#### What you have to do
Write out the records again, exactly. Nothing may be dropped.

#### Task input
┌──

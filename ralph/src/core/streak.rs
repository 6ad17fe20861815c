//! Repeat-streak tracking keyed by failure-signature equality.

use std::collections::BTreeMap;

/// Task-scoped failure bookkeeping.
///
/// Consecutive failures with an equal signature grow the streak; a different
/// signature resets it to 1. All state is dropped by [`FailureTracker::reset`]
/// when the task changes.
#[derive(Debug, Clone, Default, PartialEq, Eq)]
pub struct FailureTracker {
    counts: BTreeMap<String, u32>,
    last_signature: Option<String>,
    streak: u32,
    last_context: Option<String>,
}

impl FailureTracker {
    pub fn new() -> Self {
        Self::default()
    }

    /// Record a failure and return the updated repeat streak.
    pub fn observe(&mut self, signature: &str, context: &str) -> u32 {
        *self.counts.entry(signature.to_string()).or_insert(0) += 1;
        self.streak = match self.last_signature.as_deref() {
            Some(prev) if prev == signature => self.streak + 1,
            _ => 1,
        };
        self.last_signature = Some(signature.to_string());
        self.last_context = Some(context.to_string());
        self.streak
    }

    pub fn reset(&mut self) {
        *self = Self::default();
    }

    pub fn streak(&self) -> u32 {
        self.streak
    }

    pub fn last_signature(&self) -> Option<&str> {
        self.last_signature.as_deref()
    }

    pub fn last_context(&self) -> Option<&str> {
        self.last_context.as_deref()
    }

    /// Occurrences of each signature for the current task, in signature order.
    pub fn counts(&self) -> &BTreeMap<String, u32> {
        &self.counts
    }

    pub fn count(&self, signature: &str) -> u32 {
        self.counts.get(signature).copied().unwrap_or(0)
    }
}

└──

#### Answer to this task
filename ralph/src/core/streak.rs
repository 6ad17fe20861815c
//! Repeat-streak tracking keyed by failure-signature equality.

use std::collections::BTreeMap;

/// Task-scoped failure bookkeeping.
///
/// Consecutive failures with an equal signature grow the streak; a different
/// signature resets it to 1. All state is dropped by [`FailureTracker::reset`]
/// when the task changes.
#[derive(Debug, Clone, Default, PartialEq, Eq)]
pub struct FailureTracker {
    counts: BTreeMap<String, u32>,
    last_signature: Option<String>,
    streak: u32,
    last_context: Option<String>,
}

impl FailureTracker {
    pub fn new() -> Self {
        Self::default()
    }

    /// Record a failure and return the updated repeat streak.
    pub fn observe(&mut self, signature: &str, context: &str) -> u32 {
        *self.counts.entry(signature.to_string()).or_insert(0) += 1;
        self.streak = match self.last_signature.as_deref() {
            Some(prev) if prev == signature => self.streak + 1,
            _ => 1,
        };
        self.last_signature = Some(signature.to_string());
        self.last_context = Some(context.to_string());
        self.streak
    }

    pub fn reset(&mut self) {
        *self = Self::default();
    }

    pub fn streak(&self) -> u32 {
        self.streak
    }

    pub fn last_signature(&self) -> Option<&str> {
        self.last_signature.as_deref()
    }

    pub fn last_context(&self) -> Option<&str> {
        self.last_context.as_deref()
    }

    /// Occurrences of each signature for the current task, in signature order.
    pub fn counts(&self) -> &BTreeMap<String, u32> {
        &self.counts
    }

    pub fn count(&self, signature: &str) -> u32 {
        self.counts.get(signature).copied().unwrap_or(0)
    }
}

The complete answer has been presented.